In contrast with the calculated shock delivered through her opening statement, Honorable Namboozo—we later learnt, to our private dismay of course—was simply engaging in hyperbolic political gimmickry and making a boulder out of the proverbial mote.
The non-drama of the scenario lay in the fact that the City’s superintending council—The Kampala Capital City Authority—had amended its governing law, the KCCA Act, to allow for the inclusion of certain major environs and suburbs (i.e. Mukono and Wakiso) in its planning jurisdiction for the next financial year, under the broad tag of Kampala Metropolitan [or Greater Kampala].
In KCCA’s opinion—theoretically at least—Mukono, Wakiso and their ilk stand to benefit a colossal lot from this new development, given that KCCA collects revenues twenty times greater than the next best-performing Urban Council in the country—Mbarara in this case (for well-known reasons, but the discussion of which is politically indelicate)—and contributes (a contested) 60% or two-thirds of the country’s overall GDP.
So, while other areas contemplated the bleakness of coming financial years with little cause for hope, here was Mukono’s foremost legislator committing Uganda’s foremost fiscal sacrilege—namely, throwing a royal gift back into the Kabaka’s patronizing face.
In olden times, the most lenient punishment for this felony would be a quick and clean decapitation at the hands of the Kabaka’s headsman—while less forgiving treatments could cause the skin to crawl even through mere description, so I shall fight my better urges and desist from explicating on them here.
But where am I going with all this? (Take heart, I was just wondering the same thing myself.) The point being—and one which government economists have grown grey hair attempting to change—is that ours is quintessentially the infamous ‘one-city’ economy.
Take this little seven-hilled enclave out of the macroeconomic picture and Uganda’s lifeline is in real jeopardy.
In fact, a (hypothetical) rebel group could be allowed to overrun the rest of the country while the incumbents cling onto Kampala—and still the incumbents would have the better deal of it.
Well, given a choice, I reckon I’d stick it out on the incumbent end of things myself; and barricade or bombard as they might, the rebels would only eventually succeed in dislodging me as part of a crowd of corpses destined for a swift mass burial before the international media lenses got around to taking so many inconvenient pictures.
But we are talking about Kampala—as is, not as might be (or very likely shall be) given the present trend of (mis)governance.

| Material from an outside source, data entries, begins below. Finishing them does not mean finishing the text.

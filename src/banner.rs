//! Transient notification banner.
//!
//! A banner sits above the status bar until its duration elapses or the
//! user dismisses it.  Only one is shown at a time; a new one replaces the
//! old.

use std::time::{Duration, Instant};

pub const DEFAULT_DURATION: Duration = Duration::from_millis(3000);

#[derive(Debug, Clone, Copy, PartialEq, Eq)]
pub enum BannerKind {
    Success,
    Error,
    Info,
}

#[derive(Debug, Clone)]
pub struct Banner {
    pub message: String,
    pub kind: BannerKind,
    /// Title and formatted price of the product the banner is about.
    pub product: Option<(String, String)>,
    shown_at: Instant,
    duration: Duration,
}

impl Banner {
    pub fn new(kind: BannerKind, message: impl Into<String>, duration: Duration) -> Self {
        Self {
            message: message.into(),
            kind,
            product: None,
            shown_at: Instant::now(),
            duration,
        }
    }

    pub fn is_expired(&self, now: Instant) -> bool {
        now.saturating_duration_since(self.shown_at) >= self.duration
    }
}

/// The single banner slot owned by the app.
#[derive(Debug)]
pub struct BannerSlot {
    current: Option<Banner>,
    duration: Duration,
}

impl BannerSlot {
    pub fn new(duration: Duration) -> Self {
        Self {
            current: None,
            duration,
        }
    }

    pub fn current(&self) -> Option<&Banner> {
        self.current.as_ref()
    }

    pub fn show(&mut self, kind: BannerKind, message: impl Into<String>) -> &mut Banner {
        self.current.insert(Banner::new(kind, message, self.duration))
    }

    pub fn dismiss(&mut self) {
        self.current = None;
    }

    /// Drop the banner once it has been visible for its whole duration.
    pub fn tick(&mut self, now: Instant) {
        if self.current.as_ref().is_some_and(|b| b.is_expired(now)) {
            self.current = None;
        }
    }
}

impl Default for BannerSlot {
    fn default() -> Self {
        Self::new(DEFAULT_DURATION)
    }
}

Kampala as is, makes for a rather veritable paradise—I mean, the place has its wounds and scabs and scars, but who and where doesn’t?
Whether it is the lazy weather that hardly lifts a finger around the year, shifting on its cloudy mattress ever so unoften to punctuate the perennial balmy shine with a heavy shower or bright blaze—or the young population athrob with so much unrealized potential —there is a great deal to celebrate about our swarming hive of a city.
It’s difficult to tell if the weather’s apathy is a rub-off from the citizens’ general attitude to cerebral undertakings, or the reverse. Is it the weather that makes us who live at or near the equator so sloppy at many of modern-life’s pressing exigencies? Or is our incompetence so bone-deep that we somehow, at a point in history, infected the weather with our ineptitude?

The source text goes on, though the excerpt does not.